Could you copy every line of the data that contains "bool"?
Exercise material START
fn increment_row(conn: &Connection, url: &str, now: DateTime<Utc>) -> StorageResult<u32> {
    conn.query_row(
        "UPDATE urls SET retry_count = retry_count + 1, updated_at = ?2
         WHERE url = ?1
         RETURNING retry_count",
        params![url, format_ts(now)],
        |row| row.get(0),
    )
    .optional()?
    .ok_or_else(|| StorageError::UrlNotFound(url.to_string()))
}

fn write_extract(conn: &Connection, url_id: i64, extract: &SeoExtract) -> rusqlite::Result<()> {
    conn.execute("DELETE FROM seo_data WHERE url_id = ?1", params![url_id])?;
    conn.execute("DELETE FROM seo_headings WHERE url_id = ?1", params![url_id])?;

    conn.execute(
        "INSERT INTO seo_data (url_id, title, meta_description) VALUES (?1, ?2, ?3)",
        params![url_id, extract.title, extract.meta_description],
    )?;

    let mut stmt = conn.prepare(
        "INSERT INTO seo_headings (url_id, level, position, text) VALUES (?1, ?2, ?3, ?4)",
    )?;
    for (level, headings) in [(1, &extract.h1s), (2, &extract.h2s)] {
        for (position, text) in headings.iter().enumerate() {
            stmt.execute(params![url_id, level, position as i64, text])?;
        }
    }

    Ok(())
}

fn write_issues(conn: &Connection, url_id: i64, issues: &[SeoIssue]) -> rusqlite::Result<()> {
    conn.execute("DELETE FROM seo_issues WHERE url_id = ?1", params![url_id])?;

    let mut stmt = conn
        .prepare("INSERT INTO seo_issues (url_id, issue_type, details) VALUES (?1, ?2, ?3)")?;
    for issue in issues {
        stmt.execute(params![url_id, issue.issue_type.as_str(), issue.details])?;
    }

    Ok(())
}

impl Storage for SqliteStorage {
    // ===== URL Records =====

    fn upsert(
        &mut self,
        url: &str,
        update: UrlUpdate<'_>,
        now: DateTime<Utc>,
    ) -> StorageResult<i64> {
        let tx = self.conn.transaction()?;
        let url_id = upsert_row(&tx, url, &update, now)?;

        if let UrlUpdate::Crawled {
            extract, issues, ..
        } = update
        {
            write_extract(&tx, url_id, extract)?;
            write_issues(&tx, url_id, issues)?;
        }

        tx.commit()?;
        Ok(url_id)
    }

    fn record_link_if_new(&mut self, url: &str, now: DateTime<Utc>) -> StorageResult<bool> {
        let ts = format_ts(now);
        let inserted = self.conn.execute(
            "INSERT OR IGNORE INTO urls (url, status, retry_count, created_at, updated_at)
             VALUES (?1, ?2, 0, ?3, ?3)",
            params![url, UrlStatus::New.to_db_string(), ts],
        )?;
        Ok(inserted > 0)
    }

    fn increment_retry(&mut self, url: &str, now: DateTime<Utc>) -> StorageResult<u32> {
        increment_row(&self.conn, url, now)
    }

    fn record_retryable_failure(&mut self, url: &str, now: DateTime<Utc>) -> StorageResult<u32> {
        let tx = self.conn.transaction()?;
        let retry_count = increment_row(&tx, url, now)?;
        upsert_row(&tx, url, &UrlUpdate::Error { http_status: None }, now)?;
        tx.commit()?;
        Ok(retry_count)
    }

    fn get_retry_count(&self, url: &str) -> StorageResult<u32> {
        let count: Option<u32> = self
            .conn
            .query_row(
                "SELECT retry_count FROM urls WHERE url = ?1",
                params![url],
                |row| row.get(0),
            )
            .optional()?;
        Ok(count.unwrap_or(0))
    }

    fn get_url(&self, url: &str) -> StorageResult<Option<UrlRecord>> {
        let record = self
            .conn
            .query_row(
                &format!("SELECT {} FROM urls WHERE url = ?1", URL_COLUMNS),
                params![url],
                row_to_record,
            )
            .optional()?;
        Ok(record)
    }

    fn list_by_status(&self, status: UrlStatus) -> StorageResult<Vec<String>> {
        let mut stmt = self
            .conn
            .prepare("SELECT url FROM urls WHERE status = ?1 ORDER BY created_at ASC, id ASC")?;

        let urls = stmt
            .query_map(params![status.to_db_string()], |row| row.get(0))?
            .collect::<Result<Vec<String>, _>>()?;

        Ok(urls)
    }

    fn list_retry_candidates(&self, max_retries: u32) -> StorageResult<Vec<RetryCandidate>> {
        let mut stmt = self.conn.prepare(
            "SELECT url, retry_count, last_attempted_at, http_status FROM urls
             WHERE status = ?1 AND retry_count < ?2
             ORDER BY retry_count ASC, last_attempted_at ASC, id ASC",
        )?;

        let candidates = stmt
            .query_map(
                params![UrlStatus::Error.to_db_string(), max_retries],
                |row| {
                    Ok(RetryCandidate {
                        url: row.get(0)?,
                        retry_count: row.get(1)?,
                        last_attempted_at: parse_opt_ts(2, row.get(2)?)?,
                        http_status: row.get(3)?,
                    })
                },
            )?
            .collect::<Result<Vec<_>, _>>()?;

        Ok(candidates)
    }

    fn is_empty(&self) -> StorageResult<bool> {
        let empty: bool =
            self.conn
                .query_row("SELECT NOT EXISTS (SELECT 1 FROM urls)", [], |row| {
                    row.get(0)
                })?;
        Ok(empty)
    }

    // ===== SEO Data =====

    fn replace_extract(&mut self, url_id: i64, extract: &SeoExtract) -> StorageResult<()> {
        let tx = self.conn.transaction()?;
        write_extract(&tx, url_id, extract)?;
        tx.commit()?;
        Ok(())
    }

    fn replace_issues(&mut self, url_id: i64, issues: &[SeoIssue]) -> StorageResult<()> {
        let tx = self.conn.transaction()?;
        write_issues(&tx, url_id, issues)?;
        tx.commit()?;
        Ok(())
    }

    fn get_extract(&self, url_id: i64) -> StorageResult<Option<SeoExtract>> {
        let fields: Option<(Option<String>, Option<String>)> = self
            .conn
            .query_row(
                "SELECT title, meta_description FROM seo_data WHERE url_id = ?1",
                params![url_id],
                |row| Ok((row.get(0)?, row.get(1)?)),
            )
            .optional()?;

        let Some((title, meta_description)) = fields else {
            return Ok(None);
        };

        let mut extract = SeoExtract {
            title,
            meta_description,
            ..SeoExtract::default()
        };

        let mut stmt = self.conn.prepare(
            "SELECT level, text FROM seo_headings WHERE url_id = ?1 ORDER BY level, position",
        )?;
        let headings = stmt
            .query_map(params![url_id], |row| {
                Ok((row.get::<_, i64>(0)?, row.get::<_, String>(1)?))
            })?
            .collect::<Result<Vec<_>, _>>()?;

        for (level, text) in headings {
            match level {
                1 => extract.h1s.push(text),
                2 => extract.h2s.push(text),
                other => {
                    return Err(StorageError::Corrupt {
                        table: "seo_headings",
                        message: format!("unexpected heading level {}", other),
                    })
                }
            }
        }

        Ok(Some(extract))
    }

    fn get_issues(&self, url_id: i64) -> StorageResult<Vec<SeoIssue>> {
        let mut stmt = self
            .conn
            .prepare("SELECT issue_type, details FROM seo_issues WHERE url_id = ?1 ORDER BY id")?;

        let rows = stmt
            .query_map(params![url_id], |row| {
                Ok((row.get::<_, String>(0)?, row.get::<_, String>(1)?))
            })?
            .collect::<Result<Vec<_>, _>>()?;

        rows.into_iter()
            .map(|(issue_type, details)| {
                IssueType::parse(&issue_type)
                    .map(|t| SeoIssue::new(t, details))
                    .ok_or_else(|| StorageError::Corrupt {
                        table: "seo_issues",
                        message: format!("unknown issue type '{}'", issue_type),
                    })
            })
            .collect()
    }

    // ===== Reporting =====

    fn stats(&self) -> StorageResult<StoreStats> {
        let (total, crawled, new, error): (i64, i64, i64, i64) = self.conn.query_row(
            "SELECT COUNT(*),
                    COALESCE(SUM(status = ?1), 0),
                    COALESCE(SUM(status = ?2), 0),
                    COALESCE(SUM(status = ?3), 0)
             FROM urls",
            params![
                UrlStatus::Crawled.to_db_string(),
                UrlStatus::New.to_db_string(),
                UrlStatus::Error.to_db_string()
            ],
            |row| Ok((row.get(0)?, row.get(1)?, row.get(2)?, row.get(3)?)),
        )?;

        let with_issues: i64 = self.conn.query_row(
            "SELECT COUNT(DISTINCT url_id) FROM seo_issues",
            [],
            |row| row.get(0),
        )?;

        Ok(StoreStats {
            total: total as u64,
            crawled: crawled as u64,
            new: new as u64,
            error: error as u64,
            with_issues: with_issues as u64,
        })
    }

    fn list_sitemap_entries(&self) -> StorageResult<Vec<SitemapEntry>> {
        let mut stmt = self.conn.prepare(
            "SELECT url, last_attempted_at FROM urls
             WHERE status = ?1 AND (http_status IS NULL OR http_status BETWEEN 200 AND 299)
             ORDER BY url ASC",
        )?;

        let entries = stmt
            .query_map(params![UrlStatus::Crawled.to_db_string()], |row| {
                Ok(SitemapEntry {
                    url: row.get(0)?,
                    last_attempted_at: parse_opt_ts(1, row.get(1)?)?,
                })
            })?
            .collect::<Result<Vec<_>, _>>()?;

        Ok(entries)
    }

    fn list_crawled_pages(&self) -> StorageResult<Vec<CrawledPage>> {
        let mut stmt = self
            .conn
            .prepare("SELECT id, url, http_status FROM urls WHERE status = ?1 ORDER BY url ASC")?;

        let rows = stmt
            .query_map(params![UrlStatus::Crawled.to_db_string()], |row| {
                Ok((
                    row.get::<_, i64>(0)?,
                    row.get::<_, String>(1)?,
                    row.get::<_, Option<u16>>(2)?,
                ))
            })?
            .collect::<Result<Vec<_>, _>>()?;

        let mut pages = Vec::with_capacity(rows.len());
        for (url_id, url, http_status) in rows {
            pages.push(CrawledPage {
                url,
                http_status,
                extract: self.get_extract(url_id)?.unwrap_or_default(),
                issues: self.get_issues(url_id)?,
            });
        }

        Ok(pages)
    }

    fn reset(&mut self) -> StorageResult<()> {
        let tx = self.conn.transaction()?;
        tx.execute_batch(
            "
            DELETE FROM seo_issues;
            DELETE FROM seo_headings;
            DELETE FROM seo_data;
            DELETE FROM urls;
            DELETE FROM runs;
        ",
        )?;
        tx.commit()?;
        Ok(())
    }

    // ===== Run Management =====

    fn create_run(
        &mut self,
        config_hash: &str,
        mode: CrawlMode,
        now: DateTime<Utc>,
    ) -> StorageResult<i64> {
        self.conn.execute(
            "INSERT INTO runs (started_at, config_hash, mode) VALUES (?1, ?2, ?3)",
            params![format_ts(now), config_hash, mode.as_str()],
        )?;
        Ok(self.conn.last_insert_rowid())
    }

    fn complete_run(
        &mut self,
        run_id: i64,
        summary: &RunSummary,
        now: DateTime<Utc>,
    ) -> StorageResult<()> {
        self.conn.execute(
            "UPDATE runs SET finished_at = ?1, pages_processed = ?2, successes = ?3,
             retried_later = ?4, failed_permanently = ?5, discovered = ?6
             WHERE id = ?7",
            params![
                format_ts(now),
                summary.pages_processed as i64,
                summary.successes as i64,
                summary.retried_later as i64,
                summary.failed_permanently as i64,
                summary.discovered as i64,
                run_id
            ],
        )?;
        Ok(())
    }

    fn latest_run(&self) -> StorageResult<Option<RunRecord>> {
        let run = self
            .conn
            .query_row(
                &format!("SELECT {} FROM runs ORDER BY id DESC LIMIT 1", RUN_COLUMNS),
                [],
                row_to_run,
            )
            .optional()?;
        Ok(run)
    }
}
Exercise material END
:: Exercise response ::
    fn record_link_if_new(&mut self, url: &str, now: DateTime<Utc>) -> StorageResult<bool> {
    fn is_empty(&self) -> StorageResult<bool> {
        let empty: bool =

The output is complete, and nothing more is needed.